§ **Instructions for the task**: Exact copies of all the entries are needed.

Stored data entries
•••••
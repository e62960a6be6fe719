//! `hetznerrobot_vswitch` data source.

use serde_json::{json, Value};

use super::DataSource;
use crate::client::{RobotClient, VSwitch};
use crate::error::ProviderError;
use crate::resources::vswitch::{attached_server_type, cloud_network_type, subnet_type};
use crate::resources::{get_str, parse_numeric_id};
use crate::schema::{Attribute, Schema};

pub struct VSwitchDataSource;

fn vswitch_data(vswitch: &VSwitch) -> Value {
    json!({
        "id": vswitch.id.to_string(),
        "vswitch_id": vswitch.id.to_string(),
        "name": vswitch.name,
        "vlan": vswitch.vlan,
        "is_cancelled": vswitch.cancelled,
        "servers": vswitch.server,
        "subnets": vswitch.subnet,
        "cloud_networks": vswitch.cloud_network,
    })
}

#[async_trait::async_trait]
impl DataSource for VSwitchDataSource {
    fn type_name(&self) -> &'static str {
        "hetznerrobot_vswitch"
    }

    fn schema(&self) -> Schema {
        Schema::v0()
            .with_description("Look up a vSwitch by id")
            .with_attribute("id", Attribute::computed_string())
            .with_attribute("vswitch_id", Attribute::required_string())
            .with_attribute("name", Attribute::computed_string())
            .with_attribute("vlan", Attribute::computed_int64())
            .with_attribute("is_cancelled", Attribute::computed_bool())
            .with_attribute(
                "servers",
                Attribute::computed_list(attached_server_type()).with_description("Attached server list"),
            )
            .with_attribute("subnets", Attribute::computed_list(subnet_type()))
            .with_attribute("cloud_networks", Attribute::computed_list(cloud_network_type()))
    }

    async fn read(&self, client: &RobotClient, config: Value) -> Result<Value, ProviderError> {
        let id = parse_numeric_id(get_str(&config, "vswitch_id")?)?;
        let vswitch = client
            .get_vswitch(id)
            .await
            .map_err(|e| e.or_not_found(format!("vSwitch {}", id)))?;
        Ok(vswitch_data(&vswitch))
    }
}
•••••
§ **Task output**:
repository e62960a6be6fe719
//! `hetznerrobot_vswitch` data source.

use serde_json::{json, Value};

use super::DataSource;
use crate::client::{RobotClient, VSwitch};
use crate::error::ProviderError;
use crate::resources::vswitch::{attached_server_type, cloud_network_type, subnet_type};
use crate::resources::{get_str, parse_numeric_id};
use crate::schema::{Attribute, Schema};

pub struct VSwitchDataSource;

fn vswitch_data(vswitch: &VSwitch) -> Value {
    json!({
        "id": vswitch.id.to_string(),
        "vswitch_id": vswitch.id.to_string(),
        "name": vswitch.name,
        "vlan": vswitch.vlan,
        "is_cancelled": vswitch.cancelled,
        "servers": vswitch.server,
        "subnets": vswitch.subnet,
        "cloud_networks": vswitch.cloud_network,
    })
}

#[async_trait::async_trait]
impl DataSource for VSwitchDataSource {
    fn type_name(&self) -> &'static str {
        "hetznerrobot_vswitch"
    }

    fn schema(&self) -> Schema {
        Schema::v0()
            .with_description("Look up a vSwitch by id")
            .with_attribute("id", Attribute::computed_string())
            .with_attribute("vswitch_id", Attribute::required_string())
            .with_attribute("name", Attribute::computed_string())
            .with_attribute("vlan", Attribute::computed_int64())
            .with_attribute("is_cancelled", Attribute::computed_bool())
            .with_attribute(
                "servers",
                Attribute::computed_list(attached_server_type()).with_description("Attached server list"),
            )
            .with_attribute("subnets", Attribute::computed_list(subnet_type()))
            .with_attribute("cloud_networks", Attribute::computed_list(cloud_network_type()))
    }

    async fn read(&self, client: &RobotClient, config: Value) -> Result<Value, ProviderError> {
        let id = parse_numeric_id(get_str(&config, "vswitch_id")?)?;
        let vswitch = client
            .get_vswitch(id)
            .await
            .map_err(|e| e.or_not_found(format!("vSwitch {}", id)))?;
        Ok(vswitch_data(&vswitch))
    }
}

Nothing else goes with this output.